Lovely! What you’re seeing is the one of the closest, biggest star-birth factories in the galaxy, so huge and bright that even from about 1,300 light years away it’s visible to the naked eye, appearing as a star in Orion’s “dagger.” I’d describe it in detail, but I’ve written about it eleventy billion times. I like how you can see satellites moving through the field of view, too. Those are probably geosynchronous satellites, which move very slowly (if at all) across the sky due to the geometry of their orbits.

I’ll admit I’m drooling over the Sigma 50-500 mm lens he used! That’s nice.
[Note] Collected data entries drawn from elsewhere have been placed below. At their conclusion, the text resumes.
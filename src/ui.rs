use colored::Colorize;

/// Print an info message
pub fn info(msg: &str) {
    println!("{} {}", "ℹ".blue(), msg);
}

/// Print a success message
pub fn success(msg: &str) {
    println!("{} {}", "✓".green(), msg);
}

/// Print a warning message
pub fn warn(msg: &str) {
    println!("{} {}", "⚠".yellow(), msg);
}

/// Print an error message
pub fn error(msg: &str) {
    eprintln!("{} {}", "✗".red(), msg);
}

/// Print a dim/muted message
pub fn dim(msg: &str) {
    println!("  {}", msg.dimmed());
}

/// Print a header/title
pub fn header(title: &str) {
    println!();
    println!("{}", title.bold());
    println!("{}", "─".repeat(title.chars().count()).dimmed());
}

/// Print a key-value pair
pub fn kv(key: &str, value: &str) {
    println!("  {}: {}", key.dimmed(), value);
}

/// Shorten a message to one line of at most `max_len` characters
pub fn one_line(msg: &str, max_len: usize) -> String {
    let first = msg.lines().next().unwrap_or_default();
    if first.chars().count() <= max_len && !msg.contains('\n') {
        return first.to_string();
    }
    let keep: String = first.chars().take(max_len.saturating_sub(3)).collect();
    format!("{keep}...")
}
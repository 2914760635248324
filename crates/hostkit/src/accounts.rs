//! OS users and groups, and Slurm accounting registration.

use crate::error::Result;
use crate::runner::{self, run_checked};
use declarative::CommandRunner;

/// Shell for service accounts.
pub const NOLOGIN_SHELL: &str = "/usr/sbin/nologin";

/// Local user and group management via shadow-utils.
pub struct Accounts<'a> {
    runner: &'a dyn CommandRunner,
}

impl<'a> Accounts<'a> {
    /// Manage accounts through `runner`.
    pub fn new(runner: &'a dyn CommandRunner) -> Self {
        Self { runner }
    }

    /// Whether the user exists.
    pub fn user_exists(&self, user: &str) -> Result<bool> {
        Ok(runner::run(self.runner, "id", &["-u", user])?.success)
    }

    /// Whether the group exists.
    pub fn group_exists(&self, group: &str) -> Result<bool> {
        Ok(runner::run(self.runner, "getent", &["group", group])?.success)
    }

    /// Create a system group.
    pub fn create_group(&self, group: &str) -> Result<()> {
        run_checked(self.runner, "groupadd", &["--system", group])?;
        Ok(())
    }

    /// Create a system user with `group` as primary group and no login.
    pub fn create_user(&self, user: &str, group: &str) -> Result<()> {
        run_checked(
            self.runner,
            "useradd",
            &[
                "--system",
                "--gid",
                group,
                "--no-create-home",
                "--shell",
                NOLOGIN_SHELL,
                user,
            ],
        )?;
        Ok(())
    }

    /// Names of every group the user belongs to.
    pub fn groups_of(&self, user: &str) -> Result<Vec<String>> {
        let output = runner::run(self.runner, "id", &["-nG", user])?;
        if !output.success {
            return Ok(Vec::new());
        }
        Ok(output
            .stdout_str()
            .split_whitespace()
            .map(str::to_string)
            .collect())
    }

    /// Add the user to a supplementary group.
    pub fn add_to_group(&self, user: &str, group: &str) -> Result<()> {
        run_checked(self.runner, "usermod", &["--append", "--groups", group, user])?;
        Ok(())
    }

    /// Delete a user.
    pub fn delete_user(&self, user: &str) -> Result<()> {
        run_checked(self.runner, "userdel", &[user])?;
        Ok(())
    }

    /// Delete a group.
    pub fn delete_group(&self, group: &str) -> Result<()> {
        run_checked(self.runner, "groupdel", &[group])?;
        Ok(())
    }
}

/// Slurm accounting (`sacctmgr`) registration of a user.
pub struct SlurmAccounting<'a> {
    runner: &'a dyn CommandRunner,
}

impl<'a> SlurmAccounting<'a> {
    /// Talk to sacctmgr through `runner`.
    pub fn new(runner: &'a dyn CommandRunner) -> Self {
        Self { runner }
    }

    /// Admin level the accounting database holds for the user.
    ///
    /// `None` when the user is not registered at all.
    pub fn admin_level(&self, user: &str) -> Result<Option<String>> {
        let filter = format!("name={user}");
        let stdout = run_checked(
            self.runner,
            "sacctmgr",
            &[
                "--noheader",
                "--parsable2",
                "show",
                "user",
                &filter,
                "format=User,AdminLevel",
            ],
        )?;
        Ok(stdout.lines().find_map(|line| {
            let (name, level) = line.trim().split_once('|').unwrap_or((line.trim(), ""));
            (name == user).then(|| level.trim().to_string())
        }))
    }

    /// Whether the user is known to the accounting database.
    pub fn is_registered(&self, user: &str) -> Result<bool> {
        Ok(self.admin_level(user)?.is_some())
    }

    /// Register the user under `account` with an admin level.
    ///
    /// `Operator` is enough to create reservations.
    pub fn register(&self, user: &str, account: &str, admin_level: &str) -> Result<()> {
        let account = format!("account={account}");
        let admin_level = format!("adminlevel={admin_level}");
        run_checked(
            self.runner,
            "sacctmgr",
            &["--immediate", "add", "user", user, &account, &admin_level],
        )?;
        Ok(())
    }

    /// Change the admin level of a registered user.
    pub fn set_admin_level(&self, user: &str, admin_level: &str) -> Result<()> {
        let filter = format!("name={user}");
        let admin_level = format!("adminlevel={admin_level}");
        run_checked(
            self.runner,
            "sacctmgr",
            &["--immediate", "modify", "user", "where", &filter, "set", &admin_level],
        )?;
        Ok(())
    }

    /// Remove the user from the accounting database.
    pub fn deregister(&self, user: &str) -> Result<()> {
        let filter = format!("name={user}");
        run_checked(
            self.runner,
            "sacctmgr",
            &["--immediate", "delete", "user", &filter],
        )?;
        Ok(())
    }
}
You don’t usually see zooms in time-lapse videos unless they’re done afterward, digitally (by taking a sub-section of a much larger image and showing it full-resolution, blowing it up). Villó actually used an optical zoom, with the lens itself magnifying the image. At the end of the video he shows the mechanism at work. Very clever.

I suspect we’ll see more of this as time goes on; photographers who make these kinds of videos tend to jump on new tech like this. I can think of a ton of uses for it, so I imagine photographers will have even more ideas. I do love time-lapse videos of the night sky, and with better and more clever tech, it’s inevitable we’ll see even more spectacular videos.

Tip o’ the lens cap to Manu Arregi Biziola.